Confirmation of Biden's gun-banning pick as ATF chief heads to Senate floor

AP Photo/Morry Gash

Joe Biden’s second choice to head up the Bureau of Alcohol, Tobacco, Firearms, and Explosives is likely to be approved next week, with both Joe Manchin and Angus King approving of Steve Dettelbach’s nomination over the past two weeks. Those nods give former U.S. Attorney Steve Dettelbach at least 50 votes in favor of his confirmation, and Vice President Kamala Harris could cast the tie-breaking vote to confirm him along party lines when the Senate officially takes up his confirmation.

That could happen as early as next week, but the preliminary vote will likely happen this afternoon, after the Senate Judiciary Committee deadlocked 11-11 earlier today, requiring the Senate to vote on a motion to discharge his nomination from the committee.

“Dettelbach unquestionably deserved bipartisan support, but either way he’s going to move forward,” Senate Majority Leader Charles Schumer (D-N.Y.) said Thursday morning.

“We need a fully functional, fully staffed ATF in order for that agency to fulfill its mission of keeping our communities safe from gun violence,” he said.

Schumer and company could have had that months ago, but Joe Biden decided to nominate a committed gun control activist to head up the agency, which led to his nomination being pulled over objections by King and Manchin.

Unfortunately for gun owners and the firearms industry, Dettelbach is just as anti-gun as David Chipman, but in part because he doesn’t have the close ties to the gun control lobby that Chipman had, and partly because King and Machin are now willing to “do something” to help their Democratic colleagues chalk up a gun control win, Dettelbach’s confirmation is almost assured at this point.

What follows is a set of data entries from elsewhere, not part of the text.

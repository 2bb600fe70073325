//! # Tablekit Core
//!
//! Pure primitives for Tablekit: names, symbols, scopes, records, and the
//! canonical row encoding.
//!
//! This crate contains no I/O and no storage. It defines what a key and a
//! value must provide before a table will accept them.
//!
//! ## Key Types
//!
//! - [`Name`] - Up to 13 base32 characters packed into a `u64`
//! - [`Symbol`] - Precision plus an uppercase code, e.g. `4,EOS`
//! - [`Scope`] / [`TableId`] - Where a table lives
//! - [`Record`] - The persisted `{key, value}` pair
//! - [`PrimaryKey`] / [`TableValue`] - Capabilities required of keys and values
//!
//! ## Canonicalization
//!
//! Rows are encoded as deterministic CBOR. See [`canonical`].

pub mod canonical;
pub mod error;
pub mod name;
pub mod record;
pub mod scope;
pub mod symbol;

pub use canonical::{decode_row, encode_row, ROW_VERSION};
pub use error::{CoreError, ValidationError};
pub use name::Name;
pub use record::{PrimaryKey, Record, TableValue};
pub use scope::{Scope, TableId};
pub use symbol::{Symbol, SymbolCode};
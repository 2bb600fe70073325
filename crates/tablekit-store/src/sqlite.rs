//! SQLite implementation of the Store trait.
//!
//! This is the durable storage backend. It uses rusqlite with bundled
//! SQLite, wrapped in async via tokio::spawn_blocking.

use std::path::Path;
use std::sync::{Arc, Mutex};

use async_trait::async_trait;
use rusqlite::{params, Connection, OptionalExtension};
use tablekit_core::TableId;

use crate::error::{Result, StoreError};
use crate::migration;
use crate::traits::{InsertResult, Store};

/// SQLite-based store implementation.
///
/// Thread-safe via internal Mutex. All operations use spawn_blocking
/// to avoid blocking the async runtime.
pub struct SqliteStore {
    /// The SQLite connection, protected by a mutex.
    conn: Arc<Mutex<Connection>>,
}

impl SqliteStore {
    /// Open a SQLite database at the given path.
    ///
    /// Creates the file and runs migrations if it doesn't exist.
    pub fn open(path: impl AsRef<Path>) -> Result<Self> {
        let path = path.as_ref();
        let mut conn = Connection::open(path)?;
        migration::migrate(&mut conn)?;
        tracing::info!(path = %path.display(), "opened sqlite store");
        Ok(Self {
            conn: Arc::new(Mutex::new(conn)),
        })
    }

    /// Open an in-memory SQLite database.
    ///
    /// Useful for testing.
    pub fn open_memory() -> Result<Self> {
        let mut conn = Connection::open_in_memory()?;
        migration::migrate(&mut conn)?;
        Ok(Self {
            conn: Arc::new(Mutex::new(conn)),
        })
    }

    /// Run a closure against the connection on the blocking pool.
    async fn with_conn<F, T>(&self, f: F) -> Result<T>
    where
        F: FnOnce(&Connection) -> Result<T> + Send + 'static,
        T: Send + 'static,
    {
        let conn = self.conn.clone();
        tokio::task::spawn_blocking(move || {
            let conn = conn.lock().map_err(|e| {
                StoreError::Database(rusqlite::Error::SqliteFailure(
                    rusqlite::ffi::Error::new(rusqlite::ffi::SQLITE_LOCKED),
                    Some(format!("mutex poisoned: {}", e)),
                ))
            })?;
            f(&conn)
        })
        .await
        .map_err(|e| StoreError::Task(e.to_string()))?
    }
}

/// SQLite integers are signed; u64 keys are stored by bit pattern.
fn to_sql(v: u64) -> i64 {
    v as i64
}

#[async_trait]
impl Store for SqliteStore {
    async fn insert_row(
        &self,
        table: &TableId,
        primary_key: u64,
        row: &[u8],
    ) -> Result<InsertResult> {
        let table = *table;
        let row = row.to_vec();

        self.with_conn(move |conn| {
            let changed = conn.execute(
                "INSERT INTO table_rows (owner, namespace, tbl, primary_key, payload)
                 VALUES (?1, ?2, ?3, ?4, ?5)
                 ON CONFLICT (owner, namespace, tbl, primary_key) DO NOTHING",
                params![
                    to_sql(table.owner.value()),
                    to_sql(table.namespace),
                    to_sql(table.table.value()),
                    to_sql(primary_key),
                    row,
                ],
            )?;

            Ok(if changed == 1 {
                InsertResult::Inserted
            } else {
                InsertResult::Duplicate
            })
        })
        .await
    }

    async fn get_row(&self, table: &TableId, primary_key: u64) -> Result<Option<Vec<u8>>> {
        let table = *table;

        self.with_conn(move |conn| {
            let row = conn
                .query_row(
                    "SELECT payload FROM table_rows
                     WHERE owner = ?1 AND namespace = ?2 AND tbl = ?3 AND primary_key = ?4",
                    params![
                        to_sql(table.owner.value()),
                        to_sql(table.namespace),
                        to_sql(table.table.value()),
                        to_sql(primary_key),
                    ],
                    |row| row.get(0),
                )
                .optional()?;
            Ok(row)
        })
        .await
    }

    async fn has_row(&self, table: &TableId, primary_key: u64) -> Result<bool> {
        let table = *table;

        self.with_conn(move |conn| {
            let exists: bool = conn.query_row(
                "SELECT EXISTS(
                    SELECT 1 FROM table_rows
                    WHERE owner = ?1 AND namespace = ?2 AND tbl = ?3 AND primary_key = ?4
                 )",
                params![
                    to_sql(table.owner.value()),
                    to_sql(table.namespace),
                    to_sql(table.table.value()),
                    to_sql(primary_key),
                ],
                |row| row.get(0),
            )?;
            Ok(exists)
        })
        .await
    }

    async fn row_count(&self, table: &TableId) -> Result<u64> {
        let table = *table;

        self.with_conn(move |conn| {
            let count: i64 = conn.query_row(
                "SELECT COUNT(*) FROM table_rows WHERE owner = ?1 AND namespace = ?2 AND tbl = ?3",
                params![
                    to_sql(table.owner.value()),
                    to_sql(table.namespace),
                    to_sql(table.table.value()),
                ],
                |row| row.get(0),
            )?;
            u64::try_from(count).map_err(|_| StoreError::InvalidData(format!("row count {count}")))
        })
        .await
    }
}
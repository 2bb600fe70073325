//! Dispatch: the seam between a host and a contract.
//!
//! The host receives a request, decides who it is for, and hands it over as
//! an [`ActionRequest`]. The contract decodes the JSON arguments into its
//! typed key and value and runs the action. Authorization and commit or
//! rollback stay with the host.

use async_trait::async_trait;
use serde::{Deserialize, Serialize};
use tablekit_core::{Name, PrimaryKey, TableValue};
use tablekit_store::Store;

use crate::contract::Contract;
use crate::error::{Result, TablekitError};

/// `save`
pub const SAVE_ACTION: Name = Name::from_value(13958520016941875200);

/// A request addressed to one account.
#[derive(Debug, Clone, Serialize, Deserialize)]
pub struct ActionRequest {
    /// The account the request is for.
    pub account: Name,
    /// The action to run.
    pub action: Name,
    /// Arguments as a JSON object keyed by field name.
    pub args: serde_json::Value,
}

impl ActionRequest {
    pub fn new(account: Name, action: Name, args: serde_json::Value) -> Self {
        Self {
            account,
            action,
            args,
        }
    }

    /// A `save` request.
    pub fn save(account: Name, args: serde_json::Value) -> Self {
        Self::new(account, SAVE_ACTION, args)
    }
}

/// Something that can run decoded requests.
#[async_trait]
pub trait Dispatcher: Send + Sync {
    async fn dispatch(&self, request: &ActionRequest) -> Result<()>;
}

/// Pull one named argument out of the request and decode it.
fn arg<T: serde::de::DeserializeOwned>(args: &serde_json::Value, field: &str) -> Result<T> {
    let value = args
        .get(field)
        .ok_or_else(|| TablekitError::Decode(format!("missing argument {field:?}")))?;
    serde_json::from_value(value.clone())
        .map_err(|e| TablekitError::Decode(format!("argument {field:?}: {e}")))
}

#[async_trait]
impl<K, V, S> Dispatcher for Contract<K, V, S>
where
    K: PrimaryKey,
    V: TableValue,
    S: Store,
{
    async fn dispatch(&self, request: &ActionRequest) -> Result<()> {
        if request.account != self.account() {
            return Err(TablekitError::WrongReceiver {
                requested: request.account,
                receiver: self.account(),
            });
        }
        if request.action != SAVE_ACTION {
            return Err(TablekitError::UnknownAction(request.action));
        }
        if !request.args.is_object() {
            return Err(TablekitError::Decode("arguments must be an object".into()));
        }

        let id: K = arg(&request.args, "id")?;
        let value = match request.args.get(V::FIELD) {
            Some(serde_json::Value::String(raw)) => V::parse(raw)?,
            Some(other) => {
                return Err(TablekitError::Decode(format!(
                    "argument {:?}: expected string, got {other}",
                    V::FIELD
                )))
            }
            None => {
                return Err(TablekitError::Decode(format!(
                    "missing argument {:?}",
                    V::FIELD
                )))
            }
        };

        self.save(id, value).await
    }
}

#[cfg(test)]
mod tests {
    use super::*;
    use std::sync::Arc;

    use serde_json::json;
    use tablekit_core::Symbol;
    use tablekit_store::MemoryStore;

    use crate::config::ContractConfig;
    use crate::contract::{Int64Contract, NameContract, SymbolContract};

    fn name(s: &str) -> Name {
        Name::new(s).unwrap()
    }

    #[test]
    fn test_save_action_name() {
        assert_eq!(SAVE_ACTION, name("save"));
    }

    #[tokio::test]
    async fn test_dispatch_int64_save() {
        let contract = Int64Contract::deploy(
            name("intcontract"),
            Arc::new(MemoryStore::new()),
            ContractConfig::default(),
        );
        let request = ActionRequest::save(name("intcontract"), json!({"id": 42, "text": "hello"}));

        contract.dispatch(&request).await.unwrap();
        assert_eq!(contract.table().get(42).await.unwrap().unwrap().value, "hello");

        let err = contract.dispatch(&request).await.unwrap_err();
        assert!(err.is_duplicate_key());
    }

    #[tokio::test]
    async fn test_dispatch_name_save() {
        let contract = NameContract::deploy(
            name("namecontract"),
            Arc::new(MemoryStore::new()),
            ContractConfig::default(),
        );
        let request =
            ActionRequest::save(name("namecontract"), json!({"id": "alice", "text": "note"}));

        contract.dispatch(&request).await.unwrap();
        let record = contract.table().get(name("alice").value()).await.unwrap().unwrap();
        assert_eq!(record.value, "note");
    }

    #[tokio::test]
    async fn test_dispatch_symbol_save() {
        let contract = SymbolContract::deploy(
            name("symcontract"),
            Arc::new(MemoryStore::new()),
            ContractConfig::default(),
        );
        let request = ActionRequest::save(name("symcontract"), json!({"id": 7, "sym": "4,EOS"}));

        contract.dispatch(&request).await.unwrap();
        let record = contract.table().get(7).await.unwrap().unwrap();
        assert_eq!(record.value, Symbol::new(4, "EOS").unwrap());
    }

    #[tokio::test]
    async fn test_dispatch_invalid_symbol_is_invalid_value() {
        let contract = SymbolContract::deploy(
            name("symcontract"),
            Arc::new(MemoryStore::new()),
            ContractConfig::default(),
        );
        let request = ActionRequest::save(name("symcontract"), json!({"id": 7, "sym": "4,eos"}));

        let err = contract.dispatch(&request).await.unwrap_err();
        assert!(err.is_invalid_value());
        assert!(contract.table().is_empty().await.unwrap());
    }

    #[tokio::test]
    async fn test_dispatch_rejects_other_account() {
        let contract = Int64Contract::deploy(
            name("intcontract"),
            Arc::new(MemoryStore::new()),
            ContractConfig::default(),
        );
        let request = ActionRequest::save(name("someoneelse"), json!({"id": 1, "text": "x"}));

        assert!(matches!(
            contract.dispatch(&request).await,
            Err(TablekitError::WrongReceiver { .. })
        ));
    }

    #[tokio::test]
    async fn test_dispatch_rejects_unknown_action() {
        let contract = Int64Contract::deploy(
            name("intcontract"),
            Arc::new(MemoryStore::new()),
            ContractConfig::default(),
        );
        let request =
            ActionRequest::new(name("intcontract"), name("erase"), json!({"id": 1}));

        assert!(matches!(
            contract.dispatch(&request).await,
            Err(TablekitError::UnknownAction(a)) if a == name("erase")
        ));
    }

    #[tokio::test]
    async fn test_dispatch_rejects_bad_arguments() {
        let contract = Int64Contract::deploy(
            name("intcontract"),
            Arc::new(MemoryStore::new()),
            ContractConfig::default(),
        );
        let account = name("intcontract");

        for args in [
            json!([42, "hello"]),
            json!({"text": "hello"}),
            json!({"id": -1, "text": "hello"}),
            json!({"id": 42}),
            json!({"id": 42, "text": 5}),
        ] {
            let request = ActionRequest::save(account, args.clone());
            assert!(
                matches!(contract.dispatch(&request).await, Err(TablekitError::Decode(_))),
                "{args} should fail to decode"
            );
        }
        assert!(contract.table().is_empty().await.unwrap());
    }

    #[tokio::test]
    async fn test_dispatch_through_trait_object() {
        let backend = Arc::new(MemoryStore::new());
        let contracts: Vec<Box<dyn Dispatcher>> = vec![
            Box::new(Int64Contract::deploy(
                name("intcontract"),
                backend.clone(),
                ContractConfig::default(),
            )),
            Box::new(SymbolContract::deploy(
                name("symcontract"),
                backend,
                ContractConfig::default(),
            )),
        ];

        let request = ActionRequest::save(name("symcontract"), json!({"id": 1, "sym": "2,USD"}));
        let results: Vec<bool> = dispatch_all(&contracts, &request).await;
        assert_eq!(results, vec![false, true]);
    }

    async fn dispatch_all(
        contracts: &[Box<dyn Dispatcher>],
        request: &ActionRequest,
    ) -> Vec<bool> {
        let mut out = Vec::new();
        for contract in contracts {
            out.push(contract.dispatch(request).await.is_ok());
        }
        out
    }
}
//! Headless truth-table evaluation
//!
//! For each combination of input ports: reset the kernel, launch a ball from
//! every port in the combination, run fixed ticks until the arena is empty
//! (or a sim-time timeout passes) and record which labelled outputs captured
//! a ball. Outputs labelled `trash` are sinks for spent signals and never
//! count.

use std::cell::RefCell;
use std::rc::Rc;

use serde::{Deserialize, Serialize};

use crate::error::SimResult;
use crate::sim::{Notification, PhysicsKernel, SceneKind, SceneObject};

/// Label of outputs that swallow balls without producing a result
pub const TRASH_LABEL: &str = "trash";

/// Default sim-time budget per combination
pub const DEFAULT_TIMEOUT: f64 = 30.0;

/// Outcome of one input combination
#[derive(Debug, Clone, PartialEq, Serialize, Deserialize)]
pub struct TruthRow {
    /// Input port ids that launched a ball
    pub inputs: Vec<String>,
    /// Output labels (or ids, for unlabelled ports) that captured a ball,
    /// in capture order without repeats
    pub outputs: Vec<String>,
    /// Balls were still moving when the timeout hit
    pub timed_out: bool,
}

/// The combinations the lab checks: first input alone, second alone, both
pub fn standard_combos(objects: &[SceneObject]) -> Vec<Vec<String>> {
    let mut inputs = objects
        .iter()
        .filter(|o| o.kind == SceneKind::Input)
        .map(|o| o.id.clone());
    let first = inputs.next();
    let second = inputs.next();

    match (first, second) {
        (Some(a), Some(b)) => vec![vec![a.clone()], vec![b.clone()], vec![a, b]],
        (Some(a), None) => vec![vec![a]],
        _ => Vec::new(),
    }
}

fn is_trash(label: &str) -> bool {
    label.eq_ignore_ascii_case(TRASH_LABEL)
}

/// Run every combination against the kernel's current scene. The kernel is
/// paused, reset and emptied before each run and left empty afterwards.
pub fn evaluate(
    kernel: &mut PhysicsKernel,
    combos: &[Vec<String>],
    timeout: f64,
) -> SimResult<Vec<TruthRow>> {
    kernel.pause();
    kernel.rebuild_events();

    let captured = Rc::new(RefCell::new(Vec::<String>::new()));
    let sink = captured.clone();
    let token = kernel.on_event(move |n| {
        if let Notification::OutputCapture { object, label, .. } = n {
            let name = label.clone().unwrap_or_else(|| object.clone());
            let mut seen = sink.borrow_mut();
            if !is_trash(&name) && !seen.contains(&name) {
                seen.push(name);
            }
        }
    });

    let result = run_combos(kernel, combos, timeout, &captured);

    kernel.unsubscribe(token);
    kernel.clear_balls();
    kernel.reset();
    result
}

fn run_combos(
    kernel: &mut PhysicsKernel,
    combos: &[Vec<String>],
    timeout: f64,
    captured: &Rc<RefCell<Vec<String>>>,
) -> SimResult<Vec<TruthRow>> {
    let mut rows = Vec::with_capacity(combos.len());

    for combo in combos {
        kernel.clear_balls();
        kernel.reset();
        captured.borrow_mut().clear();

        let specs: Vec<_> = kernel
            .scene_objects()
            .iter()
            .filter(|o| combo.contains(&o.id))
            .filter_map(SceneObject::spawn_spec)
            .collect();
        for spec in specs {
            kernel.add_ball(spec)?;
        }

        while kernel.ball_count() > 0 && kernel.time() < timeout {
            kernel.tick();
        }
        let timed_out = kernel.ball_count() > 0;
        if timed_out {
            log::warn!(
                "combination {combo:?} still had {} balls after {timeout} s",
                kernel.ball_count()
            );
        }

        let outputs = captured.borrow().clone();
        log::info!("inputs {combo:?} -> outputs {outputs:?}");
        rows.push(TruthRow {
            inputs: combo.clone(),
            outputs,
            timed_out,
        });
    }

    Ok(rows)
}
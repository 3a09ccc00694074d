//! Property-based tests for the collision kernel.
//!
//! Run with: cargo test --test properties

use std::cell::RefCell;
use std::rc::Rc;

use billiard_computer::sim::{Axis, OrientedRect, SceneObject, elastic_impulse};
use billiard_computer::{BallSpec, Notification, PhysicsKernel};
use glam::DVec2;
use proptest::prelude::*;

// =============================================================================
// Strategies
// =============================================================================

/// Velocity with each component in a bounded range
fn arb_velocity(max: f64) -> impl Strategy<Value = DVec2> {
    (-max..max, -max..max).prop_map(|(x, y)| DVec2::new(x, y))
}

/// One ball somewhere inside a `size` x `size` arena
fn arb_ball(size: f64) -> impl Strategy<Value = BallSpec> {
    (4.0..20.0f64).prop_flat_map(move |r| {
        (r..size - r, r..size - r, arb_velocity(400.0))
            .prop_map(move |(x, y, v)| BallSpec::new(DVec2::new(x, y), v).with_radius(r))
    })
}

/// Non-overlapping balls, one per 80 px grid cell of a 640 x 480 arena
fn arb_scatter() -> impl Strategy<Value = Vec<BallSpec>> {
    prop::collection::vec(
        (0usize..48, 4.0..30.0f64, arb_velocity(300.0), 0.5..4.0f64),
        1..10,
    )
    .prop_map(|cells| {
        let mut used = Vec::new();
        let mut specs = Vec::new();
        for (cell, r, v, m) in cells {
            if used.contains(&cell) {
                continue;
            }
            used.push(cell);
            let center = DVec2::new(40.0 + (cell % 8) as f64 * 80.0, 40.0 + (cell / 8) as f64 * 80.0);
            specs.push(BallSpec::new(center, v).with_radius(r).with_mass(m));
        }
        specs
    })
}

fn scatter_kernel(specs: &[BallSpec]) -> PhysicsKernel {
    let mut kernel = PhysicsKernel::default();
    kernel.set_bounds(640.0, 480.0).unwrap();
    kernel.set_logic_layer(vec![SceneObject::wall(
        "bar",
        OrientedRect::new(300.0, 236.0, 120.0, 8.0, 0.35),
    )]);
    for spec in specs {
        kernel.add_ball(spec.clone()).unwrap();
    }
    kernel
}

proptest! {
    #![proptest_config(ProptestConfig::with_cases(64))]

    /// A lone ball never leaves the arena and every boundary contact flips
    /// the velocity component on its axis.
    #[test]
    fn proptest_boundary_keeps_ball_inside(spec in arb_ball(300.0), ticks in 1usize..240) {
        let mut kernel = PhysicsKernel::default();
        kernel.set_bounds(300.0, 300.0).unwrap();
        let bounces = Rc::new(RefCell::new(Vec::new()));
        let sink = bounces.clone();
        kernel.on_event(move |n| {
            if let Notification::Boundary { axis, .. } = n {
                sink.borrow_mut().push(*axis);
            }
        });
        let key = kernel.add_ball(spec.clone()).unwrap();
        let speed = spec.vel.length();

        for _ in 0..ticks {
            let before = kernel.ball(key).unwrap().vel;
            bounces.borrow_mut().clear();
            kernel.tick();
            let ball = kernel.ball(key).unwrap();
            prop_assert!(kernel.bounds().contains_disc(ball.pos, ball.radius), "{:?}", ball.pos);
            prop_assert!((ball.vel.length() - speed).abs() < 1e-9);

            for axis in [Axis::X, Axis::Y] {
                let flips = bounces.borrow().iter().filter(|a| **a == axis).count();
                let expected = if flips % 2 == 0 {
                    axis.component(before)
                } else {
                    -axis.component(before)
                };
                prop_assert_eq!(axis.component(ball.vel), expected);
            }
        }
    }

    /// Equal masses exchange their normal velocity components and keep the
    /// tangential ones; separating pairs are left alone.
    #[test]
    fn proptest_equal_mass_exchange(
        va in arb_velocity(500.0),
        vb in arb_velocity(500.0),
        angle in 0.0..std::f64::consts::TAU,
    ) {
        let n = DVec2::from_angle(angle);
        let closing = (vb - va).dot(n) < 0.0;
        match elastic_impulse(va, 1.0, vb, 1.0, n) {
            Some((va2, vb2)) => {
                prop_assert!(closing);
                prop_assert!((va2.dot(n) - vb.dot(n)).abs() < 1e-9);
                prop_assert!((vb2.dot(n) - va.dot(n)).abs() < 1e-9);
                let t = n.perp();
                prop_assert!((va2.dot(t) - va.dot(t)).abs() < 1e-9);
                prop_assert!((vb2.dot(t) - vb.dot(t)).abs() < 1e-9);
            }
            None => prop_assert!(!closing),
        }
    }

    /// Sim time never decreases, and each tick advances it by one slice.
    #[test]
    fn proptest_time_is_monotonic(specs in arb_scatter(), ticks in 1usize..200) {
        let mut kernel = scatter_kernel(&specs);
        let dt = kernel.config().dt;
        let mut last = kernel.time();
        for _ in 0..ticks {
            kernel.tick();
            prop_assert!(kernel.time() >= last);
            prop_assert!((kernel.time() - last - dt).abs() < 1e-9);
            last = kernel.time();
        }
        prop_assert_eq!(kernel.steps(), ticks as u64);
    }

    /// Rebuilding twice without changing anything predicts the same next
    /// event.
    #[test]
    fn proptest_rebuild_is_idempotent(specs in arb_scatter(), ticks in 0usize..120) {
        let mut kernel = scatter_kernel(&specs);
        for _ in 0..ticks {
            kernel.tick();
        }
        kernel.rebuild_events();
        let first = kernel.next_event_time();
        kernel.rebuild_events();
        prop_assert_eq!(kernel.next_event_time(), first);
    }
}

Dettelbach’s time as a U.S. Attorney is fairly non-controversial. It’s the positions he took in his failed bid to become Ohio’s Attorney General in 2018 that have raised concerns among gun owners and Second Amendment organizations. On the campaign trail he endorsed “universal background checks” and a ban on AR-15s and other modern sporting rifles, but claimed during his confirmation hearing that politics would play no role in his position if confirmed to lead the ATF.

“Politics can play no role in law enforcement. None at all,” he said.

“I worked under Republican administrations, and I worked under Democratic administrations as a federal prosecutor and I have lived that credo and I vow to continue to do it because people need to have confidence that people in law enforcement’s only agenda is to enforce the law – and if you’re at the ATF to catch the bad guys and protect the public,” he said.

“I vow to never let politics in any way influence my action as ATF director,” he added.

Yeah, I suspect that vow will expire the same day he’s confirmed. Joe Biden and his anti-gun allies have specifically been looking for a gun control ideologue to run the ATF, and after Chipman’s failure to launch, Dettelbach was seen as a candidate who didn’t bring as much baggage but still had the same view of guns and gun control.

For his part, Dettelbach has played his cards close to the vest, even when directly questioned about his past support for bans on modern sporting rifles.

Republican Sen. Tom Cotton of Arkansas pressed the nominee to define the term assault weapon after noting that during Dettelbach’s 2018 campaign for Ohio attorney general he supported a ban.

“What is an assault weapon – can you define it for me?” Cotton asked.

“When I was a candidate for office I did talk about restrictions on assault weapons. I did not define the term and I haven’t gone through the process of defining that term. That would only be for the Congress if it chose to take that up,” the nominee said.

“I acknowledge that’s a very difficult issue. That is for this body to decide,” he later added.

“I think it’s very telling that you’re nominated to lead the ATF and and you don’t have a definition of assault weapon,” Cotton said. “The point is there is really no such thing as a category of weapons known as assault weapons. There are rifles, there are shotguns, there are pistols, they have properties, they have features, but there is no such thing as a category of assault weapon.”

How can you talk about wanting to ban something that you can’t define? Dettelbach knows exactly what he was referring to when he called for banning “assault weapons”; semi-automatic rifles, pistols, and shotguns in calibers larger than, say, .22LR. The cosmetic features don’t really matter to the gun control lobby. Their real definition of assault weapon is simply “a gun I want to ban.”

I would love to be proven wrong about my skepticism towards Dettelbach. In fact, I’m hoping that I have to write an article at some point where I own up to my own mistake in judgement, but at this point I see no reason to believe that Dettelbach will be any better than David Chipman. The two men may have chosen different career paths, but seem to be in lockstep agreement when it comes to the Second Amendment and regulating away the right to keep and bear arms.